While the pace of PE investments in developed economies slows down, there is a growing level of PE interest in emerging markets, such as India and China, as PE firms aim to cash-in on the significant potential of the region's healthcare sector. The volume of healthcare PE investment in Asia-Pacific has increased by a massive 125.8 perent between 2011 and 2013.

The report states that many factors have proven responsible for the reduced average value of completed PE-backed deals over the past three years in particular. These include ongoing healthcare reform in parts of Western Europe and North America, as well as pricing pressures caused by budget deficits, high healthcare expenditures, and growing national debt.

Deal activity declined in Europe by 30.5 percent, from 59 deals in 2012 down to 41 in 2013. Meanwhile, North America witnessed only a minor 2.5 percent growth, from 80 deals in 2012 to 82 in 2013.

Joshua Owide, GlobalData's Director of Healthcare Industry Dynamics, says, "This year is expected to be crucial for the US healthcare sector, because most of the Affordable Care Act's provisions will become effective. Investors are therefore being cautious in putting money into the US healthcare industry.
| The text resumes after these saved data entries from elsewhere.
use std::io::{self, Write};
use std::sync::Mutex;

use serde::Serialize;

use crate::app::{ProgressEvent, ProgressSink, TabularizeResult, UnifyResult};

#[derive(Debug, Clone, Copy)]
pub enum OutputMode {
    Interactive,
    NonInteractive,
}

pub struct JsonOutput;

impl JsonOutput {
    pub fn print_unify(result: &UnifyResult) -> io::Result<()> {
        Self::print_json(result)
    }

    pub fn print_tabularize(result: &TabularizeResult) -> io::Result<()> {
        Self::print_json(result)
    }

    fn print_json<T: Serialize>(value: &T) -> io::Result<()> {
        let json = serde_json::to_string_pretty(value).map_err(io::Error::other)?;
        let mut stdout = io::stdout();
        stdout.write_all(json.as_bytes())?;
        stdout.write_all(b"\n")?;
        Ok(())
    }
}

impl ProgressSink for JsonOutput {
    fn event(&self, _event: ProgressEvent) {}
}

/// Writes one line per progress event to stderr.
#[derive(Default)]
pub struct ConsoleProgress {
    lock: Mutex<()>,
}

impl ConsoleProgress {
    pub fn new() -> Self {
        Self::default()
    }
}

impl ProgressSink for ConsoleProgress {
    fn event(&self, event: ProgressEvent) {
        let line = match parse_phase(event.message.trim()) {
            Some((phase, payload)) => format!("{phase:>10}  {payload}"),
            None => event.message.trim().to_string(),
        };
        let line = match event.elapsed {
            Some(elapsed) => format!("{line} ({:.1}s)", elapsed.as_secs_f64()),
            None => line,
        };
        let _guard = self.lock.lock();
        let _ = writeln!(io::stderr(), "{line}");
    }
}

fn parse_phase(message: &str) -> Option<(&str, &str)> {
    let rest = message.strip_prefix("phase=")?;
    let (phase, payload) = rest.split_once(';')?;
    Some((phase, payload.trim()))
}

const GREEN: &str = "\x1b[32m";
const YELLOW: &str = "\x1b[33m";
const CYAN: &str = "\x1b[36m";
const RED: &str = "\x1b[31m";
const RESET: &str = "\x1b[0m";

pub fn print_unify_summary(result: &UnifyResult) {
    println!("{CYAN}firegrid archive {}{RESET}", result.version);
    println!(
        "{GREEN}grid: {} at {} ({} x {} cells){RESET}",
        result.grid.crs, result.grid.resolution, result.grid.width, result.grid.height
    );
    println!("{GREEN}range: {}{RESET}", result.range);
    println!("{GREEN}variables: {}{RESET}", result.variables.len());
    for source in &result.sources {
        let color = match source.expected_completeness {
            Some(expected) if source.observed_completeness < expected => YELLOW,
            _ => GREEN,
        };
        let expected = source
            .expected_completeness
            .map(|value| format!(", expected {:.0}%", value * 100.0))
            .unwrap_or_default();
        println!(
            "{color}  {} ({}): {:.0}% complete{expected}{RESET}",
            source.source,
            source.kind,
            source.observed_completeness * 100.0
        );
    }
    print_failures(&result.failures);
    println!("{CYAN}written to {}{RESET}", result.archive_path);
}

pub fn print_tabularize_summary(result: &TabularizeResult) {
    println!(
        "{CYAN}dataset from archive {}{RESET}",
        result.archive_version
    );
    for partition in &result.partitions {
        println!(
            "{GREEN}  {} {}: {} rows, {} positive{RESET}",
            partition.split, partition.range, partition.rows, partition.positives
        );
    }
    println!("{GREEN}rows: {}{RESET}", result.rows);
    if result.gaps > 0 {
        println!("{YELLOW}gap days written as missing: {}{RESET}", result.gaps);
    }
    print_failures(&result.failures);
    println!("{CYAN}written to {}{RESET}", result.output_dir);
}

fn print_failures(failures: &[crate::store::SourceFailure]) {
    if failures.is_empty() {
        println!("{GREEN}errors: 0{RESET}");
        return;
    }
    println!("{RED}errors: {}{RESET}", failures.len());
    for failure in failures {
        match failure.date {
            Some(date) => println!("{RED}  {} {date}: {}{RESET}", failure.source, failure.error),
            None => println!("{RED}  {}: {}{RESET}", failure.source, failure.error),
        }
    }
}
"For firms that choose to invest, healthcare service providers, such as clinics and managed care facilities, as well as outsourcing companies, including both contract manufacturing and contract research organizations, have emerged as relatively safer risk options."

"These same countries are being targeted by large pharmaceutical companies, which are seeking to recover from loss of marketing exclusivity due to patent expirations and slowed growth in the developed markets," Owide concludes.